Home > Article > Technology peripherals > Can't find the Chinese speech pre-trained model? Chinese version Wav2vec 2.0 and HuBERT are coming
Wav2vec 2.0 [1], HuBERT [2] and WavLM [3] and other speech pre-training models, through self-supervised learning on tens of thousands of hours of unlabeled speech data (such as Libri-light) , significantly improving the performance of downstream speech tasks such as Automatic Speech Recognition (ASR), Text-to-speech (TTS) and Voice Conversion (VC). However, these models do not have public Chinese versions, making them inconvenient to apply in Chinese speech research scenarios.
WenetSpeech [4] is a multi-domain speech with more than 10,000 hours jointly released by the Audio, Speech and Language Processing Research Group (ASLP@NPU) of NPU, Mobvoi, and Hillshell data set. In order to fill the gap in Chinese speech pre-training models, we have open sourced the Chinese versions of Wav2vec 2.0 and HuBERT models based on 10,000 hours of data training from WenetSpeech.
In order to verify the performance of the pre-trained model, we performed verification on the ASR task. Experimental results show that on the ASR task with 100 hours of supervised data, the speech representation learned by the pre-training model has a significant performance improvement compared to the traditional acoustic FBank features. It can even be obtained with only 100 hours of supervised data and 1000 hours of supervision. Data comparable results.

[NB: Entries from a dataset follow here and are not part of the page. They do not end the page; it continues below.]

//! EN-002: Declaration parsing.
//!
//! Parses a module's `.tf` source into a [`DeclarationFile`] without
//! evaluating anything:
//! - Content must be UTF-8 and valid HCL
//! - Only blocks are allowed at the top level
//! - Attribute names must be unique within a body
//!
//! Parsing is all-or-nothing: any error discards the whole file.

use super::error::{Error, Result};
use super::types::{DeclarationBlock, DeclarationFile};
use indexmap::IndexMap;
use std::path::Path;

/// Parse a declaration file from disk.
pub fn parse_file(path: &Path) -> Result<DeclarationFile> {
    let content = std::fs::read(path).map_err(|e| Error::Read {
        path: path.to_path_buf(),
        source: e,
    })?;
    parse(&content, path)
}

/// Parse raw file content. `source` is only used to label diagnostics.
pub fn parse(content: &[u8], source: &Path) -> Result<DeclarationFile> {
    let text = std::str::from_utf8(content).map_err(|e| syntax(source, format!("invalid UTF-8: {}", e)))?;
    parse_str(text, source)
}

/// Parse declaration source text.
pub fn parse_str(text: &str, source: &Path) -> Result<DeclarationFile> {
    let body = hcl::parse(text).map_err(|e| syntax(source, e.to_string()))?;

    let mut blocks = Vec::new();
    for structure in body.iter() {
        match structure {
            hcl::Structure::Block(block) => blocks.push(convert_block(block, source)?),
            hcl::Structure::Attribute(attr) => {
                return Err(syntax(
                    source,
                    format!("unexpected top-level attribute '{}'", attr.key()),
                ));
            }
        }
    }

    log::debug!("parsed {} ({} blocks)", source.display(), blocks.len());
    Ok(DeclarationFile {
        source: source.to_path_buf(),
        blocks,
    })
}

fn convert_block(block: &hcl::Block, source: &Path) -> Result<DeclarationBlock> {
    let mut attributes = IndexMap::new();
    let mut blocks = Vec::new();

    for structure in block.body().iter() {
        match structure {
            hcl::Structure::Attribute(attr) => {
                if attributes.contains_key(attr.key()) {
                    return Err(syntax(
                        source,
                        format!(
                            "attribute '{}' redefined in {} block",
                            attr.key(),
                            block.identifier()
                        ),
                    ));
                }
                attributes.insert(attr.key().to_string(), attr.expr().clone());
            }
            hcl::Structure::Block(nested) => blocks.push(convert_block(nested, source)?),
        }
    }

    Ok(DeclarationBlock {
        kind: block.identifier().to_string(),
        labels: block.labels().iter().map(|l| l.as_str().to_string()).collect(),
        attributes,
        blocks,
    })
}

fn syntax(source: &Path, message: String) -> Error {
    Error::Syntax {
        path: source.to_path_buf(),
        message,
    }
}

Model link: https://github.com/TencentGameMate/chinese_speech_pretrain
##Model introductionWav2vec 2.0 ModelFigure 1: Wav2vec 2.0 model structure (Baevski et al., 2020)
Wav2vec 2.0 [1] is an unsupervised speech pre-training model published by Meta in 2020. Its core idea is to construct a self-constructed supervised training target through Vector Quantization (VQ), mask the input in large quantities and then use the contrastive learning loss function for training. The model structure is shown in Figure 1 above. The feature extractor based on the Convolutational Neural Network (CNN) encodes the original audio into a sequence of frame features, and converts each frame feature into a discrete feature Q through the VQ module, which is used as a self-supervised target. At the same time, the frame feature sequence undergoes a masking operation and then enters the Transformer [5] model to obtain the context representation C. Finally, the distance between the context representation of the mask position and the corresponding discrete feature q is shortened by comparing the learning loss function, that is, the positive sample pair. In the original paper, the Wav2vec 2.0 BASE model uses a 12-layer Transformer structure and is trained with 1,000 hours of LibriSpeech data. The LARGE model uses a 24-layer Transformer structure and is trained with 60,000 hours of Libri-light data. In terms of training time, the BASE model uses 64 V100 graphics cards to train for 1.6 days, and the LARGE model uses 128 V100 graphics cards to train for 5 days. In the downstream ASR evaluation, even using only 10 minutes of supervised data, the system still achieved a Word Error Rate (WER) result of 4.8.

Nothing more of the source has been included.